Last Stand of New Krypton 1-3: Basically the big Brainiac fight. I remember almost nothing about it without flipping through the issues, which is not a good sign. Flipping through, I see a lot of the resolution of the Legion stuff is here so Legion completists (of which I am one) will probably want this.

War of the Supermen 0-4: Despite my disappointment with where they end up, I thought these were some really good comics. They don't save the exciting stuff until the end -- there's a major blow up in #1, for example -- and there are some clever scenes and some truly moving moments. I don't think the "24"-like structure of the 100-minute war quite worked the way they wanted it to, and there's at least one development that's a little over the top -- it seems impossible for other DCU books to ignore but inevitable that they will -- but overall this is great stuff that's worth reading even if you ignored the rest of "New Krypton".

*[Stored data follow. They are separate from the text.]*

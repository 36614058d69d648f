//! Database adapters: connection lifecycle and raw query execution.
//!
//! An [`Adapter`] owns a connection pool to one database and executes SQL
//! text produced by the query builders. Every projected value crosses the
//! boundary as canonical text (`Option<String>`), so the engine never
//! compares engine-native values.

pub mod mysql;
pub mod postgres;
pub mod uri;

pub use mysql::MysqlAdapter;
pub use postgres::PostgresAdapter;
pub use uri::ConnectionUri;

use std::sync::Arc;

use async_trait::async_trait;

use crate::dialect::DialectImpl;
use crate::error::Result;
use crate::schema::RawColumn;
use crate::segment::{Row, TablePath};

/// Capability set the engine requires of each database adapter.
#[async_trait]
pub trait Adapter: Send + Sync {
    /// Dialect of the connected engine.
    fn dialect(&self) -> &DialectImpl;

    /// Identity of the connection with credentials scrubbed. Two sides with
    /// the same fingerprint refer to the same database (joindiff eligible).
    fn fingerprint(&self) -> &str;

    /// Run a query, returning every projected value as text.
    async fn query_rows(&self, sql: &str) -> Result<Vec<Row>>;

    /// Run a statement, returning the affected row count.
    async fn execute(&self, sql: &str) -> Result<u64>;

    /// Introspect the columns of a table.
    async fn list_columns(&self, path: &TablePath) -> Result<Vec<RawColumn>>;

    /// Cheap liveness probe.
    async fn healthcheck(&self) -> Result<()>;

    /// Best-effort cancellation of in-flight queries, then release the pool.
    async fn close(&self);
}

/// Open an adapter for a connection URI, picking the driver from its scheme.
pub async fn connect(uri_text: &str) -> Result<Arc<dyn Adapter>> {
    let uri = ConnectionUri::parse(uri_text)?;
    match uri.dialect()? {
        DialectImpl::Postgres(_) => Ok(Arc::new(PostgresAdapter::connect(uri).await?)),
        DialectImpl::Mysql(_) => Ok(Arc::new(MysqlAdapter::connect(uri).await?)),
    }
}
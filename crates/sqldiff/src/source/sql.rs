//! SQL-backed data source: query builders + dialect + adapter.

use std::sync::Arc;
use std::time::Instant;

use async_trait::async_trait;
use tracing::{info, warn};

use crate::adapter::Adapter;
use crate::context::RunContext;
use crate::dialect::{Dialect, DialectImpl};
use crate::error::{DiffError, Result};
use crate::queries;
use crate::schema::Schema;
use crate::segment::{KeyValue, Row, TablePath, TableSegment};

use super::{Checksum, ChecksumResult, DataSource};

/// A checksum slower than this logs a tuning hint.
const RECOMMENDED_CHECKSUM_SECS: u64 = 20;

pub struct SqlSource {
    adapter: Arc<dyn Adapter>,
    context: Arc<RunContext>,
    label: String,
}

impl SqlSource {
    pub fn new(adapter: Arc<dyn Adapter>, context: Arc<RunContext>) -> Self {
        let label = adapter.dialect().name().to_string();
        Self {
            adapter,
            context,
            label,
        }
    }

    fn dialect(&self) -> &DialectImpl {
        self.adapter.dialect()
    }

    /// In interactive mode, show the plan and require approval per query.
    async fn gate(&self, sql: &str) -> Result<()> {
        if let Some(gate) = &self.context.gate {
            let explain_sql = self.dialect().explain(sql);
            let plan_rows = self.adapter.query_rows(&explain_sql).await?;
            let plan = plan_rows
                .iter()
                .filter_map(|r| r.first().cloned().flatten())
                .collect::<Vec<_>>()
                .join("\n");
            if !gate.approve(sql, &plan).await? {
                return Err(DiffError::Cancelled);
            }
        }
        Ok(())
    }

    async fn query(&self, sql: &str) -> Result<Vec<Row>> {
        self.gate(sql).await?;
        self.adapter.query_rows(sql).await
    }

    /// First column of each result row, parsed as a key of the segment's type.
    async fn query_keys(&self, sql: &str, segment: &TableSegment) -> Result<Vec<KeyValue>> {
        let key_ty = &segment.key_types()[0];
        let rows = self.query(sql).await?;
        let mut keys = Vec::with_capacity(rows.len());
        for row in rows {
            if let Some(Some(text)) = row.into_iter().next() {
                keys.push(KeyValue::from_canonical(text.trim(), key_ty)?);
            }
        }
        Ok(keys)
    }
}

#[async_trait]
impl DataSource for SqlSource {
    fn label(&self) -> &str {
        &self.label
    }

    async fn schema(&self, path: &TablePath, case_sensitive: bool) -> Result<Schema> {
        let raw = self.adapter.list_columns(path).await?;
        let dialect = self.dialect();
        let columns = raw
            .iter()
            .map(|c| (c.name.clone(), dialect.parse_type(c)))
            .collect();
        Ok(Schema::new(columns, case_sensitive))
    }

    async fn count_and_checksum(&self, segment: &TableSegment) -> Result<ChecksumResult> {
        let sql = queries::count_and_checksum_query(self.dialect(), segment)?;
        let start = Instant::now();
        let rows = self.query(&sql).await?;
        let elapsed = start.elapsed();
        if elapsed.as_secs() > RECOMMENDED_CHECKSUM_SECS {
            warn!(
                segment = %segment,
                secs = elapsed.as_secs(),
                "checksum is taking longer than expected; consider increasing \
                 --bisection-factor or decreasing --threads"
            );
        }

        let row = rows
            .first()
            .ok_or_else(|| DiffError::backend("checksum query returned no rows"))?;
        let count: u64 = row
            .first()
            .cloned()
            .flatten()
            .ok_or_else(|| DiffError::backend("checksum query returned NULL count"))?
            .trim()
            .parse()
            .map_err(|_| DiffError::backend("unparseable row count"))?;
        let checksum = if count == 0 {
            None
        } else {
            let text = row
                .get(1)
                .cloned()
                .flatten()
                .ok_or_else(|| DiffError::backend("checksum query returned NULL checksum"))?;
            Some(Checksum::from_decimal(&text)?)
        };
        info!(segment = %segment, count, "count_and_checksum");
        Ok(ChecksumResult { count, checksum })
    }

    async fn fetch_rows(&self, segment: &TableSegment) -> Result<Vec<Row>> {
        let sql = queries::rows_query(self.dialect(), segment)?;
        self.query(&sql).await
    }

    async fn key_range(
        &self,
        segment: &TableSegment,
    ) -> Result<(Option<KeyValue>, Option<KeyValue>)> {
        let sql = queries::key_range_query(self.dialect(), segment)?;
        let rows = self.query(&sql).await?;
        let key_ty = &segment.key_types()[0];
        match rows.first() {
            Some(row) => {
                let parse = |v: Option<&Option<String>>| -> Result<Option<KeyValue>> {
                    v.and_then(|v| v.as_ref())
                        .map(|t| KeyValue::from_canonical(t.trim(), key_ty))
                        .transpose()
                };
                Ok((parse(row.first())?, parse(row.get(1))?))
            }
            None => Ok((None, None)),
        }
    }

    async fn choose_checkpoints(
        &self,
        segment: &TableSegment,
        children: usize,
        approx_rows: u64,
    ) -> Result<Vec<KeyValue>> {
        if self.dialect().supports_ntile() {
            let sql = queries::checkpoints_query(self.dialect(), segment, children);
            return self.query_keys(&sql, segment).await;
        }

        // Rank probes at i * rows / children for engines without NTILE.
        let mut checkpoints = Vec::with_capacity(children.saturating_sub(1));
        for i in 1..children {
            let offset = (i as u64).saturating_mul(approx_rows) / children as u64;
            if offset == 0 {
                continue;
            }
            let sql = queries::checkpoint_at_offset_query(self.dialect(), segment, offset);
            checkpoints.extend(self.query_keys(&sql, segment).await?);
        }
        checkpoints.sort();
        checkpoints.dedup();
        Ok(checkpoints)
    }

    async fn filter_checkpoints(
        &self,
        segment: &TableSegment,
        candidates: &[KeyValue],
    ) -> Result<Vec<KeyValue>> {
        if candidates.is_empty() {
            return Ok(Vec::new());
        }
        let sql = queries::checkpoint_filter_query(self.dialect(), segment, candidates);
        let mut present = self.query_keys(&sql, segment).await?;
        present.sort();
        present.dedup();
        Ok(present)
    }

    fn join_adapter(&self) -> Option<Arc<dyn Adapter>> {
        Some(Arc::clone(&self.adapter))
    }

    async fn healthcheck(&self) -> Result<()> {
        self.adapter.healthcheck().await
    }

    async fn close(&self) {
        self.adapter.close().await;
    }
}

Superman: Secret Origin 4-5: OK, not "New Krypton" related, but as long as I'm on the Superman titles this continues to be great work by Geoff Johns and Gary Frank. #4 has a scary new take on the Parasite, Clark and Lex's first meeting as adults, and the beginning of the Superman/Jimmy Olsen friendship. And actually now that I think about it, #5 is kind of "New Krypton" related with an appearance by General Lane showing the very beginning of his anti-Superman campaign. So there.


  1. There's a lot to say about New Krypton. If I had to boil it down to one statement, I'd say that it offered a lot but ultimately didn't deliver. That's not to say I didn't like it--to be honest, the year-long runs on Superman, Action Comics and World of New Krypton were comics that I really enjoyed--but while you suggested that World of New Krypton didn't have a third act, I'd argue that the entire line missed out on the third act. By the time it came to move to the Last Stand of New Krypton crossover, I didn't feel that any of the character arcs and thematic developments had reached the point that they should've. Mon-El's came close, but it seemed like Robinson had planted so much that needed to be developed--that just wasn't.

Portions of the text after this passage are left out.